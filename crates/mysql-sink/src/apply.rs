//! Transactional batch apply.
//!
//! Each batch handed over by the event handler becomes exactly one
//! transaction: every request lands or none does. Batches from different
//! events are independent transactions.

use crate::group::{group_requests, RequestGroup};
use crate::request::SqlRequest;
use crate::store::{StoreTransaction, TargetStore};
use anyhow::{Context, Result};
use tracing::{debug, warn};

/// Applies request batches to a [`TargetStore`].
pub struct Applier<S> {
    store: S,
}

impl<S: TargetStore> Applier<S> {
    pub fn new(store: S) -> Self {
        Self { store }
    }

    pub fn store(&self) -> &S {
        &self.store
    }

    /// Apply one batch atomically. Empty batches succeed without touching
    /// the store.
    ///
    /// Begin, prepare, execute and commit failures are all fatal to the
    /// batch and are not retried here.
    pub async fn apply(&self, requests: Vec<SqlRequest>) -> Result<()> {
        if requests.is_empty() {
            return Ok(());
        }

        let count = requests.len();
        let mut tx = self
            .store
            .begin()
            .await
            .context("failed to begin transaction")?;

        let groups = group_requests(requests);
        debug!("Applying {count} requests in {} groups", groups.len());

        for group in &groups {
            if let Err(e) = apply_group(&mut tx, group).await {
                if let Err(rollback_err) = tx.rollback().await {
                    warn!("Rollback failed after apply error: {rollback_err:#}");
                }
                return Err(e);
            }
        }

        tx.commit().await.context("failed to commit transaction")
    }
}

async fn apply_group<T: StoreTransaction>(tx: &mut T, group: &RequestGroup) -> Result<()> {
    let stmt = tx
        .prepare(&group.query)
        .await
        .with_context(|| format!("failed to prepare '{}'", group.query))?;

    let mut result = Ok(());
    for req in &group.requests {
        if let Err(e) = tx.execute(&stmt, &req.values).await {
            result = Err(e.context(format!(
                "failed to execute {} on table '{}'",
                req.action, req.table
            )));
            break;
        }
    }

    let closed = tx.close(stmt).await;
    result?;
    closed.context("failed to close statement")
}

++++++++++

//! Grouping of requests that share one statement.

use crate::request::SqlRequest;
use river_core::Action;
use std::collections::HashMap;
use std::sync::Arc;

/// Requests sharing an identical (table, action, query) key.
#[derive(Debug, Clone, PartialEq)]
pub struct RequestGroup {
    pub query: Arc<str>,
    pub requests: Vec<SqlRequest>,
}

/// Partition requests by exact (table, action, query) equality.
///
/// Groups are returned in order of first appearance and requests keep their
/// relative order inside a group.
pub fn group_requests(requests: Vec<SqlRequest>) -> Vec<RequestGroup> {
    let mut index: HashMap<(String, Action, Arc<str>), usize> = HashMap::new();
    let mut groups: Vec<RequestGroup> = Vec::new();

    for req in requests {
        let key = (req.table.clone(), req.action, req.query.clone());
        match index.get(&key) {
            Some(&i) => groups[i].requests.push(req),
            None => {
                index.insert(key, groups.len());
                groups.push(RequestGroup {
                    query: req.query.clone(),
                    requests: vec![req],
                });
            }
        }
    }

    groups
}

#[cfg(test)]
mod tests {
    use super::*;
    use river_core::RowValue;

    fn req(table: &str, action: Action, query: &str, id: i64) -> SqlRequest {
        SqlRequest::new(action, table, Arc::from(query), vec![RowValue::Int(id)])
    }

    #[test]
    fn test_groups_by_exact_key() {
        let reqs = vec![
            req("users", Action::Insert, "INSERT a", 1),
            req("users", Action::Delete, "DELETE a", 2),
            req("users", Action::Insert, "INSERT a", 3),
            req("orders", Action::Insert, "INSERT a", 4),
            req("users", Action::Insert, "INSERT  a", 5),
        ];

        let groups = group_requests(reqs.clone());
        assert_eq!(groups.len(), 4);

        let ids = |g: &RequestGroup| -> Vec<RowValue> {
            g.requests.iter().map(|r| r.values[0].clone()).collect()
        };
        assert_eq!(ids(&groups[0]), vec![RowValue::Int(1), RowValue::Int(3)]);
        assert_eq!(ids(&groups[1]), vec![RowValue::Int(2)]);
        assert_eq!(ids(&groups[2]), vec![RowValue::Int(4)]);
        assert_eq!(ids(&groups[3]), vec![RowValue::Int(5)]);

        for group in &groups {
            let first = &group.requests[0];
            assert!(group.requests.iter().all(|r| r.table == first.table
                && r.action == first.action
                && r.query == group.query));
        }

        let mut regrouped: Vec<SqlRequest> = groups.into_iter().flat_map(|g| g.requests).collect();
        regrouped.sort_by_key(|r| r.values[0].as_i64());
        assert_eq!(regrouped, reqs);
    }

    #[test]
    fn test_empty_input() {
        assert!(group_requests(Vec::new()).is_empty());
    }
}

++++++++++

— EXERCISE PROMPT —
Spot the lines above that mention "HashMap" and copy them.

— PROBLEM SOLUTION —
use std::collections::HashMap;
    let mut index: HashMap<(String, Action, Arc<str>), usize> = HashMap::new();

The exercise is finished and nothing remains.